§ Problem details:
For the listing below, return the line containing "pub struct RequestLogQuery", the line containing "match list_request_logs(&state.pool, &filter, limit).await", and all lines in between, exactly as written and nothing else.
Given entries START
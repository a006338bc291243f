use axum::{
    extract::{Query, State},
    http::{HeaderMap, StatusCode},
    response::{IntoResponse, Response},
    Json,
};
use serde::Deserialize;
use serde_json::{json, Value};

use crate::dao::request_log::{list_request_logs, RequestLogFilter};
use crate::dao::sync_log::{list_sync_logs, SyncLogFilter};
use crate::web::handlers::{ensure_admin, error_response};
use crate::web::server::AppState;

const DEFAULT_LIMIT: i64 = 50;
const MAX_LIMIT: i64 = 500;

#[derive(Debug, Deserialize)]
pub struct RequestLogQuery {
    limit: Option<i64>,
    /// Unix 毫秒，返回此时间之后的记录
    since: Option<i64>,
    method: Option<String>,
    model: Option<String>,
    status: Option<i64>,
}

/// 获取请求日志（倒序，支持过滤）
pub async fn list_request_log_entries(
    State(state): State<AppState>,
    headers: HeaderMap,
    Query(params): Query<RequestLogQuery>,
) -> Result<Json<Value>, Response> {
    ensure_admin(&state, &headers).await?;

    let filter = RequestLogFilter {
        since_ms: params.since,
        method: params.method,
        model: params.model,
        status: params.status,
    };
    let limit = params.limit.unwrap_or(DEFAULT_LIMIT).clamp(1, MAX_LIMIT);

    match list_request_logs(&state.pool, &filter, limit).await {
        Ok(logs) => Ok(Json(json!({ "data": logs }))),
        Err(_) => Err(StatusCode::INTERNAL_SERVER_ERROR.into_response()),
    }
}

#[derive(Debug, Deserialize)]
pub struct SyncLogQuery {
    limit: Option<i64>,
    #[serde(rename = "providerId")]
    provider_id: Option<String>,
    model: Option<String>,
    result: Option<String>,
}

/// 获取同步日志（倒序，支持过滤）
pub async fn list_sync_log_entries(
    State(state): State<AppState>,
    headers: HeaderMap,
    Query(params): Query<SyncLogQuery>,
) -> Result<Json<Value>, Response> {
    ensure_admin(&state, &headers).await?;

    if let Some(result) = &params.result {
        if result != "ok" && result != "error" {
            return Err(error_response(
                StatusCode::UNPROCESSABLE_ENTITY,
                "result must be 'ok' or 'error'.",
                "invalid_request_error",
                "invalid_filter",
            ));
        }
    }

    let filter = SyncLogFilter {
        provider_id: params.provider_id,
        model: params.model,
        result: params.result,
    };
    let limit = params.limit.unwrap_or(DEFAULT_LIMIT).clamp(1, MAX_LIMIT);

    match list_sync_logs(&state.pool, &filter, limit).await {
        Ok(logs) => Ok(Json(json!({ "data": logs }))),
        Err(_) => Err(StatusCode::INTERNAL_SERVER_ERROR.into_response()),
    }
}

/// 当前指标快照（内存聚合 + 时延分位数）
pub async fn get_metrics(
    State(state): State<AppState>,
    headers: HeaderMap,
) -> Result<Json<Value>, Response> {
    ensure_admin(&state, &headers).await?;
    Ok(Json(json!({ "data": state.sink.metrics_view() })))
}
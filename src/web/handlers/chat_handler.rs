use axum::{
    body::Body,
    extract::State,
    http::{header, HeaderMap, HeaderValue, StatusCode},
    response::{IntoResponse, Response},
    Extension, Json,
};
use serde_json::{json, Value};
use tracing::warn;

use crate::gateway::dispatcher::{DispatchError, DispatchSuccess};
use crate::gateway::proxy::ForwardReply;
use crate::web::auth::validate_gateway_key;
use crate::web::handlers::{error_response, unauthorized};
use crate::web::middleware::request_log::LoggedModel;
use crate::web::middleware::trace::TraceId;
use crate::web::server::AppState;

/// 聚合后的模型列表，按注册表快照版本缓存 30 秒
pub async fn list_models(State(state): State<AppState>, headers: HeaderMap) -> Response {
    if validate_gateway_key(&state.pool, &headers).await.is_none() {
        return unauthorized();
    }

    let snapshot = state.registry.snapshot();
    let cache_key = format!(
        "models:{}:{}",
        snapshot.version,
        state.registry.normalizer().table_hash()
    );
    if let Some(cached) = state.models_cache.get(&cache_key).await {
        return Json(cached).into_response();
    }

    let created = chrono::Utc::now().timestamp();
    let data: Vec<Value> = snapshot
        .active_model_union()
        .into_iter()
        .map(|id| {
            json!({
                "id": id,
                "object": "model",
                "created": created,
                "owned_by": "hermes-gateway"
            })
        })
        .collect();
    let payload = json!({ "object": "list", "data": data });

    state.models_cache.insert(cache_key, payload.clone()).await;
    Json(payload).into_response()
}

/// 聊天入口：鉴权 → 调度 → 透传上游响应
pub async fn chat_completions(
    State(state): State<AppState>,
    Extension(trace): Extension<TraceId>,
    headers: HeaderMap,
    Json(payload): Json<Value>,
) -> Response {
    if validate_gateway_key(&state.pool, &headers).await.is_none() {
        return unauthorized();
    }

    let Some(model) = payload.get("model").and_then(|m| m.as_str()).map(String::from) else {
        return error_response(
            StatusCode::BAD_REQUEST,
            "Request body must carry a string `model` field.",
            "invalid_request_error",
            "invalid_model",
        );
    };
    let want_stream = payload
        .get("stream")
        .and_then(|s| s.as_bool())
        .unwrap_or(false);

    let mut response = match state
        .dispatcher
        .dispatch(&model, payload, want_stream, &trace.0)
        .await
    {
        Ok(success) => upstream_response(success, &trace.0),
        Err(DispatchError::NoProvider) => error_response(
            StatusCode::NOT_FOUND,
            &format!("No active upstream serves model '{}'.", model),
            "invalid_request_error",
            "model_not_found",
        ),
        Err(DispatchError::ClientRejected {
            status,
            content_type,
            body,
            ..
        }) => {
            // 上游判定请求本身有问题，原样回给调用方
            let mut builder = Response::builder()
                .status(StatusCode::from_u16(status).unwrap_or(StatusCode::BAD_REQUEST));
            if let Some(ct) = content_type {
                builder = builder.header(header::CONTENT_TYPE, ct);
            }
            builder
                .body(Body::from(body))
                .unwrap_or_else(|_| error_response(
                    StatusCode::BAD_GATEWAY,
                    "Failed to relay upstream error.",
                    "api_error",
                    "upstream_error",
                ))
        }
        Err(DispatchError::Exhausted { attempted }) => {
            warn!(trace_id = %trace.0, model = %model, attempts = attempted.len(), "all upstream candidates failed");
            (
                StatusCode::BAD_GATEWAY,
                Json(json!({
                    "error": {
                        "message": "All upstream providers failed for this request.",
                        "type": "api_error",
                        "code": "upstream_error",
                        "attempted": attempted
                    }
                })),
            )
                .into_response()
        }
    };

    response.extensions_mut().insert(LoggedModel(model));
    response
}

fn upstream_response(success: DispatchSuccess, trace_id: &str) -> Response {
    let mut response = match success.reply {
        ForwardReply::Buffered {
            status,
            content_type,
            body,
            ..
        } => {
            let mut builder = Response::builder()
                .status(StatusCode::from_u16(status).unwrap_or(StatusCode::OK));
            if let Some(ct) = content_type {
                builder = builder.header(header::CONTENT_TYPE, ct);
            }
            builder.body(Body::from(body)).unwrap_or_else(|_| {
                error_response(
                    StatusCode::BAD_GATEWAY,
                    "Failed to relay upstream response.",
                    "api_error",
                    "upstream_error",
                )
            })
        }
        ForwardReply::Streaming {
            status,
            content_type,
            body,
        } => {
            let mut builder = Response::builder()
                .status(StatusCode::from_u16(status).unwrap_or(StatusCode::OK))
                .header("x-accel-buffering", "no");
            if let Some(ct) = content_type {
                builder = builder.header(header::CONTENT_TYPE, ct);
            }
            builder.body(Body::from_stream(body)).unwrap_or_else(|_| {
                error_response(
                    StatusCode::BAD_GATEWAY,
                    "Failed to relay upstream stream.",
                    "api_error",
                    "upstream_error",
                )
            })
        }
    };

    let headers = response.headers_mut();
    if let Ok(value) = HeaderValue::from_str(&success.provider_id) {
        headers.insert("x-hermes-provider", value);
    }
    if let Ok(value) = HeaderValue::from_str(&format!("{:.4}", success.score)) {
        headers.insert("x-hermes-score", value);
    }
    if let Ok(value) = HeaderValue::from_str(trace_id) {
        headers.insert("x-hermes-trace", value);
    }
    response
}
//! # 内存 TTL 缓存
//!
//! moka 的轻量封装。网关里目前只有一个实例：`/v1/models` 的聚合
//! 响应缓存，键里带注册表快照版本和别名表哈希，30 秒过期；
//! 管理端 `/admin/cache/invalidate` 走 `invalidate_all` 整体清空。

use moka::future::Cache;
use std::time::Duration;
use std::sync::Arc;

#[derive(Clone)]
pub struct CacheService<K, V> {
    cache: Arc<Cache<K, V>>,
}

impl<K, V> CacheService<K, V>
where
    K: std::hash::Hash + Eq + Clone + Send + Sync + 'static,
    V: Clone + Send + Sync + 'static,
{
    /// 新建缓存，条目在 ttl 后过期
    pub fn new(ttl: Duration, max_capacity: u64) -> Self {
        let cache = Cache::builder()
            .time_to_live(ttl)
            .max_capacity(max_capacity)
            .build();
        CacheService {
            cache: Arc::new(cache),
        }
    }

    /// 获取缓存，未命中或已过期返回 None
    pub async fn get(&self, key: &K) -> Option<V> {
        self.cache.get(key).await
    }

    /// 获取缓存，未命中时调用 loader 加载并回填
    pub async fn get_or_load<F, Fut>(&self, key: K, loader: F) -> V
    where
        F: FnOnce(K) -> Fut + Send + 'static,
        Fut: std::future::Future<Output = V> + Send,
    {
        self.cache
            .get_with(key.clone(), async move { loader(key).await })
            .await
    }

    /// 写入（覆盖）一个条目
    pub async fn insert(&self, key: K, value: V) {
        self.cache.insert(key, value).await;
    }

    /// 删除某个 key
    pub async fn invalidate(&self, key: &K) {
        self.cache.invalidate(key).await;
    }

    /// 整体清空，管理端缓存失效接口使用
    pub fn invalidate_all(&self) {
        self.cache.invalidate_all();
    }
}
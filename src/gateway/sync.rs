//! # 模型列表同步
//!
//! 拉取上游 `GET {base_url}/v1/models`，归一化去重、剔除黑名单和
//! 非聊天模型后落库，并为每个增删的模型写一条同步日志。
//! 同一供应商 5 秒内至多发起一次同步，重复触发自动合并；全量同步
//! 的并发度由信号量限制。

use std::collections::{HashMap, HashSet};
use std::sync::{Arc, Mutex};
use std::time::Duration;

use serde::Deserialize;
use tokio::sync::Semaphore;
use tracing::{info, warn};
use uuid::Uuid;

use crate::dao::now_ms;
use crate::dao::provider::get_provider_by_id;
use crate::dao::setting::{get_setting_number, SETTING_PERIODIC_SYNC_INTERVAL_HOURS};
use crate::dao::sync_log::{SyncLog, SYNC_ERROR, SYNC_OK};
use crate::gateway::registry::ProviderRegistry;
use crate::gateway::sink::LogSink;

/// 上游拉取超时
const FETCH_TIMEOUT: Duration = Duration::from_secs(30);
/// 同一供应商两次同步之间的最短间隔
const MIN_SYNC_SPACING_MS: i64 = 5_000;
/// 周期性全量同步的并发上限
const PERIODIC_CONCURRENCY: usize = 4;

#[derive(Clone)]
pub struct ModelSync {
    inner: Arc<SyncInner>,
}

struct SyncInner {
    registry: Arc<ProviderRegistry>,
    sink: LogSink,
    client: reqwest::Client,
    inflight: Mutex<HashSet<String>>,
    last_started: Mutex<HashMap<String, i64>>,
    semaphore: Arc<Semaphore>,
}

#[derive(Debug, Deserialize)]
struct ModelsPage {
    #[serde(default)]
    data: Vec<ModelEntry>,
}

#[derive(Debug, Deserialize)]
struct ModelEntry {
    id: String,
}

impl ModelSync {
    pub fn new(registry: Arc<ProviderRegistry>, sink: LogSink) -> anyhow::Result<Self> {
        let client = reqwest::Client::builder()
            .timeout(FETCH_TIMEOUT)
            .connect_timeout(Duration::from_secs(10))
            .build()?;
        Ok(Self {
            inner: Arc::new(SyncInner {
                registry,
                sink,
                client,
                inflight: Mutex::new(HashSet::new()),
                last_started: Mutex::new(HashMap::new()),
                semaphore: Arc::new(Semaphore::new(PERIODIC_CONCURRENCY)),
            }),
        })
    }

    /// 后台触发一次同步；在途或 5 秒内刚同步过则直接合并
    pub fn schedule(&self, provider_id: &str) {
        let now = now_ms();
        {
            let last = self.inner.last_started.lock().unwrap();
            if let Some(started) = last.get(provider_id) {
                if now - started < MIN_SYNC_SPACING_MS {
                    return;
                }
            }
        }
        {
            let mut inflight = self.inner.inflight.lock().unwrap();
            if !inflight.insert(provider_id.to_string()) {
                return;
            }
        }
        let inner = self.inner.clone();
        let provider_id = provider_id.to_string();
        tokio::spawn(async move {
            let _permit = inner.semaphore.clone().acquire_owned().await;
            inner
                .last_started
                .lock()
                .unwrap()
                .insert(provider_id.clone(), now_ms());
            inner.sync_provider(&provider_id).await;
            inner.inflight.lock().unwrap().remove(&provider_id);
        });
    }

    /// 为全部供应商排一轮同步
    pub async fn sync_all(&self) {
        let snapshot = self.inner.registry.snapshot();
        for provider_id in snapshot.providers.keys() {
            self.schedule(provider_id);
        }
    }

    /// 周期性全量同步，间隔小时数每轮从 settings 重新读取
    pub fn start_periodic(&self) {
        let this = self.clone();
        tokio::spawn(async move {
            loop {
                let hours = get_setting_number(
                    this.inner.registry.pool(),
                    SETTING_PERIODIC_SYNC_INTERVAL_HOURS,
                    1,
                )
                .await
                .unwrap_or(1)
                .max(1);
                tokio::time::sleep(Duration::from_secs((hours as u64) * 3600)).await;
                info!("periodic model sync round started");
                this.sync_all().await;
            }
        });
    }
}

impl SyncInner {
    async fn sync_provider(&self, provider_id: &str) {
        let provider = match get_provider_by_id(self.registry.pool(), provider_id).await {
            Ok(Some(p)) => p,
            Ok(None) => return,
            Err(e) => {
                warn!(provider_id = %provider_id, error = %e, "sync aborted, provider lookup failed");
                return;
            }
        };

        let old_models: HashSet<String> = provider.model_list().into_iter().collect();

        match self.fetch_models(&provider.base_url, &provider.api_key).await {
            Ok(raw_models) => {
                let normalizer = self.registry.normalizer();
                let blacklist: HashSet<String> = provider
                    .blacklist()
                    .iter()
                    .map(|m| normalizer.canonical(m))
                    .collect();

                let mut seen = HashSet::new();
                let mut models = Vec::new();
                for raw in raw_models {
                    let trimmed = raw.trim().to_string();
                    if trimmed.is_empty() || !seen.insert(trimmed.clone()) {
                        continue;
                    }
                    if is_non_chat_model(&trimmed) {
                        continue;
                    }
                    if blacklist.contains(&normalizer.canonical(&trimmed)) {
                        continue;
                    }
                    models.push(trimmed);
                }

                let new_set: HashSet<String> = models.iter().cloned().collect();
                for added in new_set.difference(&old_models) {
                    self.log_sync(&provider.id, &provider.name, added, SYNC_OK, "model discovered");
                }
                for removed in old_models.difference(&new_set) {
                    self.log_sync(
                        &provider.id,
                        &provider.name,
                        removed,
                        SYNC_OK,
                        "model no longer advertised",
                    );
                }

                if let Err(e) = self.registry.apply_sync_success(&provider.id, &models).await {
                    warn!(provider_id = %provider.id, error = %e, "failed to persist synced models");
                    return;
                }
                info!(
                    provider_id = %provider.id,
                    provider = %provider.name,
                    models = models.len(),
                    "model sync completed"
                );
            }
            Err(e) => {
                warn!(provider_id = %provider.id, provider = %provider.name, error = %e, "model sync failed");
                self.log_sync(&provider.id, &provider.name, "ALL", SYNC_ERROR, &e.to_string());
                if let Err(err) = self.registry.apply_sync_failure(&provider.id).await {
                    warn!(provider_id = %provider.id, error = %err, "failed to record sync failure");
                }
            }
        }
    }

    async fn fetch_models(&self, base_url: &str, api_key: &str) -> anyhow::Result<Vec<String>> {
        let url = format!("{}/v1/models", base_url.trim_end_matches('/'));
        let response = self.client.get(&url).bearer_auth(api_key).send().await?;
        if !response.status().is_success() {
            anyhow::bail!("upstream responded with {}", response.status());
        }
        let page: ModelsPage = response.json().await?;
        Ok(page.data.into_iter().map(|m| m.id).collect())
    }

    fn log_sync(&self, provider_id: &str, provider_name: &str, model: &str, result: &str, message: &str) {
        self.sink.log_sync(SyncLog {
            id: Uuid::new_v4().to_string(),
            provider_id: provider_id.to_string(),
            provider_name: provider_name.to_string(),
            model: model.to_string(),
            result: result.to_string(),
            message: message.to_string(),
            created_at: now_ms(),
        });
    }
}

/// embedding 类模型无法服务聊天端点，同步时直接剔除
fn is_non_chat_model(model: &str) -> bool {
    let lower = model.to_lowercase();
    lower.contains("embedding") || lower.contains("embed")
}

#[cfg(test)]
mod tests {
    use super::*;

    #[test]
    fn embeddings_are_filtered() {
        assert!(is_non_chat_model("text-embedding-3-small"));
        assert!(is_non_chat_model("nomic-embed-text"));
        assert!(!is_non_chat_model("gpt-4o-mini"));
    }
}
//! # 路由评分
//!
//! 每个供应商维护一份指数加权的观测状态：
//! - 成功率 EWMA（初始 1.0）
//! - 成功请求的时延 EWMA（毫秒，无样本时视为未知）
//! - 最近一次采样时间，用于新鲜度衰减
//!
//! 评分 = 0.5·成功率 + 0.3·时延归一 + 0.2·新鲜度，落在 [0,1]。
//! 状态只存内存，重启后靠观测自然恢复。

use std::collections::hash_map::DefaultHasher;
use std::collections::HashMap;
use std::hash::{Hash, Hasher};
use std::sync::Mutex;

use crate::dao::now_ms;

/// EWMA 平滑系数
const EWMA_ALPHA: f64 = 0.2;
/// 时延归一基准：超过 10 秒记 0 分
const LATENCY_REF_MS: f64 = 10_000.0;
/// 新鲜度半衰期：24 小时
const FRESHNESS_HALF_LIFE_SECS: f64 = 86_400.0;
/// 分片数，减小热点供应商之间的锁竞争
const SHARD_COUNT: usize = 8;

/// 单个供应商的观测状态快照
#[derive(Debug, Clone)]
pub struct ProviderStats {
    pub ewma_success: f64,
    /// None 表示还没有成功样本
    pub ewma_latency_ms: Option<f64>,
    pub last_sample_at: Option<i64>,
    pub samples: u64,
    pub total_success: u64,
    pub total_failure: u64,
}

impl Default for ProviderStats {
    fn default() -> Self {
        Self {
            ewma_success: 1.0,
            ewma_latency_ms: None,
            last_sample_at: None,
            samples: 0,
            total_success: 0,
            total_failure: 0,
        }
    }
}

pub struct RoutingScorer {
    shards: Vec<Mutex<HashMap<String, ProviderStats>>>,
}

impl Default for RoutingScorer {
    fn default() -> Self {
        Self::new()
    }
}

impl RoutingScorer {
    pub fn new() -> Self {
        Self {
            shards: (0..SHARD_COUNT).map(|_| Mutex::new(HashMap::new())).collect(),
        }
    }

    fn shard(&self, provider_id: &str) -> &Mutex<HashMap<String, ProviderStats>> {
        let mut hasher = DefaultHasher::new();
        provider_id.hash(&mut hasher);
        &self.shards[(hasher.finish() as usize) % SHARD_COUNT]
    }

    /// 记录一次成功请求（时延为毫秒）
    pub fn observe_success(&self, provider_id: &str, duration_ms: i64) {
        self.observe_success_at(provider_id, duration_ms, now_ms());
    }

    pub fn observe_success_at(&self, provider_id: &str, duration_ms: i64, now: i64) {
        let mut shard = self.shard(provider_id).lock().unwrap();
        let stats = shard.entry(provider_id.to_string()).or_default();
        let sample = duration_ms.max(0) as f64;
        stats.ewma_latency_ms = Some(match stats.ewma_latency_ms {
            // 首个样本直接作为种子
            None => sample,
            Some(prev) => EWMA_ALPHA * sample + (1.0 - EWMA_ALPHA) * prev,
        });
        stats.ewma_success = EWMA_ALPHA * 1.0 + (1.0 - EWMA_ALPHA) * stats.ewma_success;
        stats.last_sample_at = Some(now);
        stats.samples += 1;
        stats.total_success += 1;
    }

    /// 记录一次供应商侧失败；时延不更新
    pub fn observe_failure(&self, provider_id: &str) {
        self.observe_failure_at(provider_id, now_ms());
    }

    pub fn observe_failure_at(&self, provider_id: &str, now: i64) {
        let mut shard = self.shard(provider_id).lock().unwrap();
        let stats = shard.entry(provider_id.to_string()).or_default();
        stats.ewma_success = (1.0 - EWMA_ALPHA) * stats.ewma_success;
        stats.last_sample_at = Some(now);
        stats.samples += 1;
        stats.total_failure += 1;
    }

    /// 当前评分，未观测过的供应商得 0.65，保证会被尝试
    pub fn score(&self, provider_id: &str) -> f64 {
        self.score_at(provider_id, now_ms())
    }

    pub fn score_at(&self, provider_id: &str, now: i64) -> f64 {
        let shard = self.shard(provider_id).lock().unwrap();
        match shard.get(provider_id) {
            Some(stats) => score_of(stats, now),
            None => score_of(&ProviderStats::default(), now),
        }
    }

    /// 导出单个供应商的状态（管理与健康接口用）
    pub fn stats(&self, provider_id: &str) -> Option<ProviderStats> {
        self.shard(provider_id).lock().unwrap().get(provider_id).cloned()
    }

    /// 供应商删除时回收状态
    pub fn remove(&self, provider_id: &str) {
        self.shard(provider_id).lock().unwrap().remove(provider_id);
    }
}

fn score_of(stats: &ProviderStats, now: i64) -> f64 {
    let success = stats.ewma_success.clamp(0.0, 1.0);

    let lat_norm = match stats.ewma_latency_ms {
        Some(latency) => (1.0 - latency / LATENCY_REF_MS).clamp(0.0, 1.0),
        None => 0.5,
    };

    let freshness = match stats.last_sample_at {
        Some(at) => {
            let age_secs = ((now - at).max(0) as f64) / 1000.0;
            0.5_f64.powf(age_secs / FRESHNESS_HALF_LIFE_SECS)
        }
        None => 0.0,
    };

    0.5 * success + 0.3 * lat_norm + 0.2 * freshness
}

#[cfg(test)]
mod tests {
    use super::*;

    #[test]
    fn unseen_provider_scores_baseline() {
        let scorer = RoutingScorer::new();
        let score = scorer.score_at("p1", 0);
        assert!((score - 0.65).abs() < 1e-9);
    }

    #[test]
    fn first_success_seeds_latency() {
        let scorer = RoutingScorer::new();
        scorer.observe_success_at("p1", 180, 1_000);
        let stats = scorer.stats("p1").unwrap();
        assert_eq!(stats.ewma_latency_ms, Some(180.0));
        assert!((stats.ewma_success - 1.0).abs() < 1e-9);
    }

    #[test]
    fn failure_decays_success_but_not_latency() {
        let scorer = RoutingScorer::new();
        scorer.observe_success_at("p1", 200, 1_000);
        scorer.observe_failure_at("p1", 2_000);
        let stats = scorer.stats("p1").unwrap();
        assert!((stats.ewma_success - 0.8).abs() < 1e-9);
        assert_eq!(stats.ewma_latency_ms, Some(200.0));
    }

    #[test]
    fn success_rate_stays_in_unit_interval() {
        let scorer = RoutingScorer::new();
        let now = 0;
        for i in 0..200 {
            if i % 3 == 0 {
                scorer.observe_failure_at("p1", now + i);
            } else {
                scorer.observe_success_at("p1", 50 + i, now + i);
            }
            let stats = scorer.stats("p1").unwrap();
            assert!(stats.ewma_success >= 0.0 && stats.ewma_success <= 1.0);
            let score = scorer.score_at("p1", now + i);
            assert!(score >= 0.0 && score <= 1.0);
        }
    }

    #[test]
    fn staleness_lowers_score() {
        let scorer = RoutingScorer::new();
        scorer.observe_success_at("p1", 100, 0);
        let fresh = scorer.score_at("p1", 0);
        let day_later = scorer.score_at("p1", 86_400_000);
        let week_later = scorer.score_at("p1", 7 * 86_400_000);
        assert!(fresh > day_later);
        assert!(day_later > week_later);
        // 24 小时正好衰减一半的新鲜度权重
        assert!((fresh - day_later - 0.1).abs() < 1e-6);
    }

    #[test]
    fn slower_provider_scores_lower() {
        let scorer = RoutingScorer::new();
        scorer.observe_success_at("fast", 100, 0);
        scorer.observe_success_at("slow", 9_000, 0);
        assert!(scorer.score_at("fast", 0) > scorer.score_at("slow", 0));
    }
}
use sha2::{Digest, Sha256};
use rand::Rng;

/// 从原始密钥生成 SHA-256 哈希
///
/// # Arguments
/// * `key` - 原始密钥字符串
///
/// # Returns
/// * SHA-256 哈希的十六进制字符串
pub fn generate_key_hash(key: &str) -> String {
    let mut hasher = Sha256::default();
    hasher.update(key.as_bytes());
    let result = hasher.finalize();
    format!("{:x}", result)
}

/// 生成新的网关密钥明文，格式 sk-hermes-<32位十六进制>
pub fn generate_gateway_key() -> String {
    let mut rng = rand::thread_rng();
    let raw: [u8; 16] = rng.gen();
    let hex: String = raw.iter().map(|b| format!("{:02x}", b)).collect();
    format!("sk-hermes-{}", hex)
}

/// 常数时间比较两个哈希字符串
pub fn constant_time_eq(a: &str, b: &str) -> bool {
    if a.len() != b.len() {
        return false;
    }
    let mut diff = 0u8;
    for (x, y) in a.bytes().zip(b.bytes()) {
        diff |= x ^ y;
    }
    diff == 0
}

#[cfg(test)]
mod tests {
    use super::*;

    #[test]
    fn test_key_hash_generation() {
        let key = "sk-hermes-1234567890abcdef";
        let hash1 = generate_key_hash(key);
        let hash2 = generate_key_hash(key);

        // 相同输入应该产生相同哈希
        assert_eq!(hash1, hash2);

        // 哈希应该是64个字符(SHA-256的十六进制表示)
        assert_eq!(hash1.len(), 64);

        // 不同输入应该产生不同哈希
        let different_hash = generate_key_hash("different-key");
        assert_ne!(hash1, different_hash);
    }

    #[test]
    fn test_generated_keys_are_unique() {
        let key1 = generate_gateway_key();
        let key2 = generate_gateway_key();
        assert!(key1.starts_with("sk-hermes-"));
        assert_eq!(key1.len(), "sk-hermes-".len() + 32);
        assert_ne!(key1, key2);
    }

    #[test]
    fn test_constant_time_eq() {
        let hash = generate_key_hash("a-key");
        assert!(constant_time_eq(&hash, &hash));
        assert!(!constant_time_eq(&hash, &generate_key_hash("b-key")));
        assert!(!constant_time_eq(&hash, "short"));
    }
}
Given entries END
§ Solution to this task:
pub struct RequestLogQuery {
    limit: Option<i64>,
    /// Unix 毫秒，返回此时间之后的记录
    since: Option<i64>,
    method: Option<String>,
    model: Option<String>,
    status: Option<i64>,
}

/// 获取请求日志（倒序，支持过滤）
pub async fn list_request_log_entries(
    State(state): State<AppState>,
    headers: HeaderMap,
    Query(params): Query<RequestLogQuery>,
) -> Result<Json<Value>, Response> {
    ensure_admin(&state, &headers).await?;

    let filter = RequestLogFilter {
        since_ms: params.since,
        method: params.method,
        model: params.model,
        status: params.status,
    };
    let limit = params.limit.unwrap_or(DEFAULT_LIMIT).clamp(1, MAX_LIMIT);

    match list_request_logs(&state.pool, &filter, limit).await {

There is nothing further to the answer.